Les cellules qui ont diminué leur activité face aux stimuli provoquant la peur correspondaient clairement aux neurones PKCδ + isolés du laboratoire d'Anderson, tandis que celles qui augmentaient leur activité correspondaient aux neurones PKCδ−.

"Ces résultats ont soutenu l'hypothèse que les neurones PKCδ + étaient en effet à l'extrémité opposée de la bascule de celle sur laquelle le signal de peur 'appuie', cohérente avec la découverte que les neurones PKCδ + sertissent le 'tuyau de la peur'", a déclaré Anderson. .

Le mariage de la biologie moléculaire et de l'électrophysiologie a révélé des propriétés du circuit de la peur qui n'auraient pu être découvertes d'aucune autre manière, a déclaré Anderson.

«La géographie fonctionnelle du cerveau est organisée comme celle du monde», a-t-il noté. «Il est divisé en continents, pays, États, villes, quartiers et maisons; les maisons sont analogues aux différents types de neurones. Auparavant, il n'était possible de disséquer l'amygdale qu'au niveau de différentes villes, ou au mieux de quartiers. Maintenant, en utilisant ces nouvelles techniques génétiques, nous sommes enfin descendus au niveau des maisons.

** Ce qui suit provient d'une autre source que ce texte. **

//! Shared value types for the render-state binder.
//!
//! Kept free of any GPU API so that scene code and tooling can depend on it
//! without pulling in the binder itself.

pub mod math;

pub use math::{Color, safe_div};
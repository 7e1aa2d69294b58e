//! Render-state binder - Library interface
//!
//! Maps an abstract material / lighting / skinning description onto the
//! uniform and attribute bindings of a linked shader program, and performs the
//! per-draw synchronization between CPU-side scene data and GPU program state.
//!
//! # Architecture
//!
//! **Scene code** (configures state) → **RenderStateBinder** (per-draw upload) → **GpuContext**
//!
//! - Scene code sets material, lights and skeleton once per logical object
//! - `enable()` activates the program, resolves bindings when the program
//!   changed, and uploads every uniform in a fixed order
//! - `disable()` releases the texture binding acquired by `enable()`
//! - The shader program, textures and the GPU context are external
//!   collaborators reached through the traits in [`graphics`]

pub mod config;
pub mod error;
pub mod graphics;

#[cfg(test)]
pub mod test_utils;

pub use binder_shared::Color;
pub use config::{BinderConfig, MaterialDefaults};
pub use error::{ConfigError, EnableError};
pub use graphics::{
    AttributeLocation, BinderState, BindingCache, BoundRenderState, CreationContext, GlResource,
    GpuContext, Light, LightLocations, LightSet, MAX_BONES, MAX_LIGHTS, MaterialColors,
    MaterialState, ProgramFeatures, ProgramHandle, RenderStateBinder, ShaderProgram,
    SkeletonBuffer, Texture, TextureTarget, UniformLocation,
};
//! Math types for the render-state binder
//!
//! Provides POD (Plain Old Data) color storage that is serializable and can be
//! handed to uniform uploads as a flat `[f32; 4]` without conversion.

use std::ops::Div;

use bytemuck::{Pod, Zeroable};
use glam::Vec4;
use serde::{Deserialize, Serialize};

/// Linear RGBA color (POD type)
///
/// Memory layout (16 bytes): `[r, g, b, a]`, matching a GLSL `vec4`.
/// Serialized as a plain `[r, g, b, a]` array.
#[derive(Clone, Copy, Debug, PartialEq, Pod, Zeroable, Serialize, Deserialize)]
#[serde(from = "[f32; 4]", into = "[f32; 4]")]
#[repr(C)]
pub struct Color {
    rgba: [f32; 4],
}

impl Color {
    /// Opaque white
    pub const WHITE: Self = Self::new(1.0, 1.0, 1.0, 1.0);
    /// Opaque black
    pub const BLACK: Self = Self::new(0.0, 0.0, 0.0, 1.0);
    /// Fully transparent black
    pub const TRANSPARENT: Self = Self::new(0.0, 0.0, 0.0, 0.0);

    pub const fn new(red: f32, green: f32, blue: f32, alpha: f32) -> Self {
        Self {
            rgba: [red, green, blue, alpha],
        }
    }

    /// Opaque color from RGB components
    pub const fn rgb(red: f32, green: f32, blue: f32) -> Self {
        Self::new(red, green, blue, 1.0)
    }

    pub fn red(&self) -> f32 {
        self.rgba[0]
    }

    pub fn green(&self) -> f32 {
        self.rgba[1]
    }

    pub fn blue(&self) -> f32 {
        self.rgba[2]
    }

    pub fn alpha(&self) -> f32 {
        self.rgba[3]
    }

    /// Flat component slice for GPU upload
    pub fn data(&self) -> &[f32; 4] {
        &self.rgba
    }

    pub fn to_vec4(self) -> Vec4 {
        Vec4::from_array(self.rgba)
    }
}

impl Default for Color {
    fn default() -> Self {
        Self::BLACK
    }
}

impl From<[f32; 4]> for Color {
    fn from(rgba: [f32; 4]) -> Self {
        Self { rgba }
    }
}

impl From<Color> for [f32; 4] {
    fn from(color: Color) -> Self {
        color.rgba
    }
}

impl From<Vec4> for Color {
    fn from(value: Vec4) -> Self {
        Self {
            rgba: value.to_array(),
        }
    }
}

impl Div<f32> for Color {
    type Output = Color;

    /// Division by zero leaves the color unchanged.
    fn div(self, rhs: f32) -> Color {
        Color::from(safe_div(self.to_vec4(), rhs))
    }
}

/// Component-wise division that is a no-op when `divisor` is zero.
#[inline]
pub fn safe_div(value: Vec4, divisor: f32) -> Vec4 {
    if divisor != 0.0 { value / divisor } else { value }
}
//! Skeleton bone-matrix buffer
//!
//! Owned, contiguous storage for the per-bone 4x4 matrices uploaded to
//! `u_jointMatrix`. Resizing always reinitializes every bone to identity.

use glam::Mat4;

/// Maximum number of bones for GPU skinning
pub const MAX_BONES: usize = 256;

/// Floats per bone matrix (4x4)
pub const FLOATS_PER_BONE: usize = 16;

/// Bone matrices of one skinned render state
///
/// Invariant: always holds exactly `bones_count` matrices.
#[derive(Clone, Debug, Default, PartialEq)]
pub struct SkeletonBuffer {
    matrices: Vec<Mat4>,
}

impl SkeletonBuffer {
    pub fn new() -> Self {
        Self::default()
    }

    /// Reallocate for `count` bones, all set to identity.
    ///
    /// A count of zero releases the buffer. Counts above [`MAX_BONES`] are
    /// clamped.
    pub fn set_bones_count(&mut self, count: u16) {
        let mut count = count as usize;
        if count > MAX_BONES {
            tracing::warn!(
                "Bone count {} exceeds maximum of {}, clamping",
                count,
                MAX_BONES
            );
            count = MAX_BONES;
        }
        // Fresh allocation so a shrink gives memory back
        self.matrices = vec![Mat4::IDENTITY; count];
    }

    pub fn bones_count(&self) -> u16 {
        self.matrices.len() as u16
    }

    pub fn is_empty(&self) -> bool {
        self.matrices.is_empty()
    }

    /// Copy `16 * bones_count` floats from `src`.
    ///
    /// # Panics
    ///
    /// Panics if `src` holds fewer than `16 * bones_count` floats.
    pub fn set_matrices(&mut self, src: &[f32]) {
        let dst = self.as_floats_mut();
        let len = dst.len();
        dst.copy_from_slice(&src[..len]);
    }

    /// Copy `bones_count` matrices from `src`.
    ///
    /// # Panics
    ///
    /// Panics if `src` holds fewer than `bones_count` matrices.
    pub fn set_bone_matrices(&mut self, src: &[Mat4]) {
        let len = self.matrices.len();
        self.matrices.copy_from_slice(&src[..len]);
    }

    pub fn matrices(&self) -> &[Mat4] {
        &self.matrices
    }

    /// Flat float view for upload (column-major per bone)
    pub fn as_floats(&self) -> &[f32] {
        bytemuck::cast_slice(self.matrices.as_slice())
    }

    fn as_floats_mut(&mut self) -> &mut [f32] {
        bytemuck::cast_slice_mut(self.matrices.as_mut_slice())
    }

    /// Drop every bone and give the allocation back
    pub fn release(&mut self) {
        self.matrices = Vec::new();
    }
}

Et c'est cela, ajoute-t-il, qui nous permettra de bien comprendre les réseaux de communication qui existent entre les neurones au sein d'une subdivision du cerveau, ainsi qu'entre les subdivisions et les différentes zones.

«Bien que ces études n'éclairent qu'une petite partie du tableau, elles constituent un pas important dans cette direction», a déclaré Anderson.